Journalist Roisin Ingle is a brilliant wordsmith and she didn’t lick it off the ground. Her 81 year old mother ,Ann, has given us a collection of autobiographical essays which encompass four score years. Openhearted is described as “Eighty years of love, loss, laughter and letting go” which just about sums it up. Honesty, forgiveness, humility and wit jump out from each of its 298 pages. From meeting the man who would become her husband on a roadside in Newquay, Cornwall to intimate details of everything from an illegal abortion at age twenty-one to mastering an electric typewriter was committed to paper in wonderful prose. Born in England Ann takes us through four score years with wit and wisdom. She wrote Openhearted despite failing eyesight. She says, “I was diagnosed with macular degeneration. Judi Dench has it. I felt better when I heard that.”
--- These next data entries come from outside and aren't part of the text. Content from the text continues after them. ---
impl GrowController {
    pub fn new(actuators: Arc<dyn ActuatorPort>, store: Arc<dyn ConfigStore>) -> Self {
        Self {
            actuators,
            store,
            default_light_hours: DEFAULT_LIGHT_HOURS,
            light_hours: HashMap::new(),
            boxes: HashMap::new(),
        }
    }

    pub fn with_default_light_hours(mut self, hours: f64) -> Self {
        self.default_light_hours = hours;
        self
    }

    pub fn with_light_hours(mut self, sensor_name: &str, hours: f64) -> Self {
        self.light_hours.insert(sensor_name.to_string(), hours);
        self
    }

    pub fn light_hours(&self, sensor_name: &str) -> f64 {
        self.light_hours
            .get(sensor_name)
            .copied()
            .unwrap_or(self.default_light_hours)
    }

    pub fn box_state(&self, sensor_name: &str) -> Option<&BoxState> {
        self.boxes.get(sensor_name)
    }

    /// Read the phase from the store, then run [`on_reading`](Self::on_reading).
    /// While the store is unreachable the last phase it returned is used;
    /// a box never seen before stays disabled.
    pub async fn tick(
        &mut self,
        sensor_name: &str,
        reading: &SensorReading,
        now: OffsetDateTime,
    ) -> TickOutcome {
        let phase = match self.store.get_phase(sensor_name).await {
            Ok(p) => p,
            Err(e) => {
                let last = self.boxes.get(sensor_name).and_then(|s| s.phase);
                warn!(sensor = %sensor_name, last_phase = ?last, "phase lookup failed, using last known phase: {e}");
                last
            }
        };
        self.on_reading(sensor_name, reading, phase, now).await
    }

    /// One automation tick for `sensor_name`.
    pub async fn on_reading(
        &mut self,
        sensor_name: &str,
        reading: &SensorReading,
        phase: Option<GrowthPhase>,
        now: OffsetDateTime,
    ) -> TickOutcome {
        let Some(phase) = phase else {
            debug!(sensor = %sensor_name, "no growth phase set, automation disabled");
            return TickOutcome::Disabled;
        };

        let mut state = self.boxes.remove(sensor_name).unwrap_or_default();
        state.phase = Some(phase);

        let averages = reading.averages();
        let weeks_elapsed = self.weeks_elapsed(sensor_name, phase, now).await;

        let remembered = match state.light.belief() {
            Some(b) => Some(b),
            None => self.persisted(sensor_name, Actuator::Light).await,
        };
        let light_on = resolve_light_state(reading.reported_light(), remembered);

        // `phase` is set, so targets always resolve.
        let Some(targets) = targets::resolve(Some(phase), weeks_elapsed, light_on) else {
            self.boxes.insert(sensor_name.to_string(), state);
            return TickOutcome::Disabled;
        };

        info!(
            sensor = %sensor_name,
            %phase,
            avg_temp = ?averages.temperature.map(|t| format!("{t:.1}")),
            avg_hum = ?averages.humidity.map(|h| format!("{h:.1}")),
            weeks_elapsed,
            light_on,
            temp_band = format!("{:.0}-{:.0}", targets.temperature.min, targets.temperature.max),
            hum_band = format!("{:.0}-{:.0}", targets.humidity.min, targets.humidity.max),
            "automation tick"
        );

        let mut commands = Vec::new();

        let decision = state
            .temperature
            .step(averages.temperature, targets.temperature);
        for action in decision.actions(Quantity::Temperature) {
            commands.push(self.command(sensor_name, &mut state, action).await);
        }

        let decision = state.humidity.step(averages.humidity, targets.humidity);
        for action in decision.actions(Quantity::Humidity) {
            commands.push(self.command(sensor_name, &mut state, action).await);
        }

        let light_hours = self.light_hours(sensor_name);
        if let Some(on) = state
            .light
            .evaluate(now, reading.reported_light(), light_hours)
        {
            let action = if on {
                ActuatorAction::on(Actuator::Light)
            } else {
                ActuatorAction::off(Actuator::Light)
            };
            let outcome = self.command(sensor_name, &mut state, action).await;
            if outcome.result.is_ok() {
                state.light.record_toggle(on, now);
            }
            commands.push(outcome);
        }

        self.boxes.insert(sensor_name.to_string(), state);

        TickOutcome::Ran(TickReport {
            phase,
            averages,
            weeks_elapsed,
            light_on,
            targets,
            commands,
        })
    }

    // -----------------------------------------------------------------------
    // Explicit phase transitions
    // -----------------------------------------------------------------------

    pub async fn set_phase(
        &mut self,
        sensor_name: &str,
        phase: GrowthPhase,
        now: OffsetDateTime,
    ) -> Result<(), ControlError> {
        self.store.set_phase(sensor_name, phase, now).await?;
        if let Some(state) = self.boxes.get_mut(sensor_name) {
            state.phase = Some(phase);
        }
        info!(sensor = %sensor_name, %phase, "growth phase set");
        Ok(())
    }

    /// Seedling phase, fresh calendar, and a fresh control state whose light
    /// schedule is anchored at today's midnight.
    pub async fn start_cultivation(
        &mut self,
        sensor_name: &str,
        now: OffsetDateTime,
    ) -> Result<(), ControlError> {
        self.store.start_cultivation(sensor_name, now).await?;
        self.boxes.insert(
            sensor_name.to_string(),
            BoxState {
                phase: Some(GrowthPhase::Seedling),
                light: LightSchedule::reset(now),
                ..BoxState::default()
            },
        );
        info!(sensor = %sensor_name, "cultivation started");
        Ok(())
    }

    /// Clear persisted and in-process state, then switch every actuator off.
    /// Shutdown failures are logged and returned, never escalated.
    pub async fn end_cultivation(&mut self, sensor_name: &str) -> Vec<CommandOutcome> {
        if let Err(e) = self.store.end_cultivation(sensor_name).await {
            warn!(sensor = %sensor_name, "end_cultivation: store not cleared: {e}");
        }
        self.boxes.remove(sensor_name);

        let mut outcomes = Vec::with_capacity(Actuator::ALL.len());
        for actuator in Actuator::ALL {
            let action = ActuatorAction::off(actuator);
            let result = self.actuators.execute(sensor_name, action).await;
            if let Err(e) = &result {
                warn!(sensor = %sensor_name, %action, "shutdown command failed: {e}");
            }
            outcomes.push(CommandOutcome { action, result });
        }
        info!(sensor = %sensor_name, "cultivation ended");
        outcomes
    }

    /// Operator command for a single actuator, outside the automation.
    /// Goes through the same path as automatic commands, so a confirmed
    /// command is cached and mirrored.  A manual light switch is adopted by
    /// the scheduler as the new belief.
    pub async fn command_manual(
        &mut self,
        sensor_name: &str,
        action: ActuatorAction,
        now: OffsetDateTime,
    ) -> CommandOutcome {
        let mut state = self.boxes.remove(sensor_name).unwrap_or_default();
        let outcome = self.command(sensor_name, &mut state, action).await;
        if outcome.result.is_ok() && action.actuator == Actuator::Light {
            if let LightSchedule::Running(_) = state.light {
                state.light.record_toggle(action.on, now);
            }
        }
        info!(sensor = %sensor_name, %action, ok = outcome.result.is_ok(), "manual command");
        self.boxes.insert(sensor_name.to_string(), state);
        outcome
    }

    // -----------------------------------------------------------------------
    // Helpers
    // -----------------------------------------------------------------------

    /// Execute one command; on success update the cache and mirror it to
    /// the store (mirror failures are logged and skipped).
    async fn command(
        &self,
        sensor_name: &str,
        state: &mut BoxState,
        action: ActuatorAction,
    ) -> CommandOutcome {
        let result = self.actuators.execute(sensor_name, action).await;
        match &result {
            Ok(()) => {
                info!(sensor = %sensor_name, %action, "actuator command sent");
                state.actuators.insert(action.actuator, action.on);
                if let Err(e) = self
                    .store
                    .set_actuator_state(sensor_name, action.actuator, action.on)
                    .await
                {
                    warn!(sensor = %sensor_name, %action, "actuator state not persisted: {e}");
                }
            }
            Err(e) => warn!(sensor = %sensor_name, %action, "{e}"),
        }
        CommandOutcome { action, result }
    }

    async fn weeks_elapsed(&self, sensor_name: &str, phase: GrowthPhase, now: OffsetDateTime) -> u32 {
        if phase != GrowthPhase::Vegetative {
            return 0;
        }
        match self.store.get_cultivation(sensor_name).await {
            Ok(cycle) => cycle.weeks_elapsed(now),
            Err(e) => {
                warn!(sensor = %sensor_name, "cultivation lookup failed, assuming week 0: {e}");
                0
            }
        }
    }

    async fn persisted(&self, sensor_name: &str, actuator: Actuator) -> Option<bool> {
        match self.store.get_actuator_state(sensor_name, actuator).await {
            Ok(v) => Some(v),
            Err(e) => {
                warn!(sensor = %sensor_name, %actuator, "last known state unavailable: {e}");
                None
            }
        }
    }
}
A Protestant she married Irish Catholic Peter Ingle in England. Her meticulous research has thrown up some lesser known gems. Take the following, “There were probably many women like me who did not realize that after marriage they were the property of their husband and he could use them in any way he wanted, no matter what their religion. The principle was established by St Augustine and brought into law by Sir Matthew Hale in 1736 when he wrote: “But the husband cannot be guilty of rape committed by himself upon his lawful wife, for by their mutual matrimonial consent and contract, the wife hath given herself up in this kind unto her husband which she cannot retract’. It wasn’t until 1191 that this law was changed in the UK and in Ireland at around the same time.”


It must be pointed out that this passage is no reflection on Ann’s own marriage because through good times and bad it was a marriage of love.


We all express puzzlement at how outsiders sometimes have difficulty with our accents. But this wonderful English Protestant woman who joined is sixty years ago has the honesty to admit that she couldn’t make head or tail of what we were saying.


When Peter Ingle, whom she loved dearly, died in the most tragic manner imaginable, after years of mental health issues, Ann’s life went in several different directions; all of them positive. From the battle to be accepted as a student at Trinity College (which she won) to signing up for a Vipassana course at seventy years of age. She tells us that Vipassana means, “To see things as they really are.” She goes on to say that the experience, “. . . led me to believe that I already know what it’s like to be dead.”


In a chapter titled Smelling of Scones imparts some revelations. Such as telling how, in 2003, a journalist daughter (I wonder who could that be!) brought her to Lisdoonvarna Matchmaking Festival, “as a Guinea-pig.” I won’t tell you any more about that chapter; you’ll have to read it for yourself. You won’t be disappointed.


"Openhearted" is published by Sandycove. You will find it difficult to put down.

* * * * *

Original script of Sive discovered and John B. is joined by Brendan.


The attached picture by Tom Fitzgerald illustrates a great story in the Irish Examiner, October 4, 2021.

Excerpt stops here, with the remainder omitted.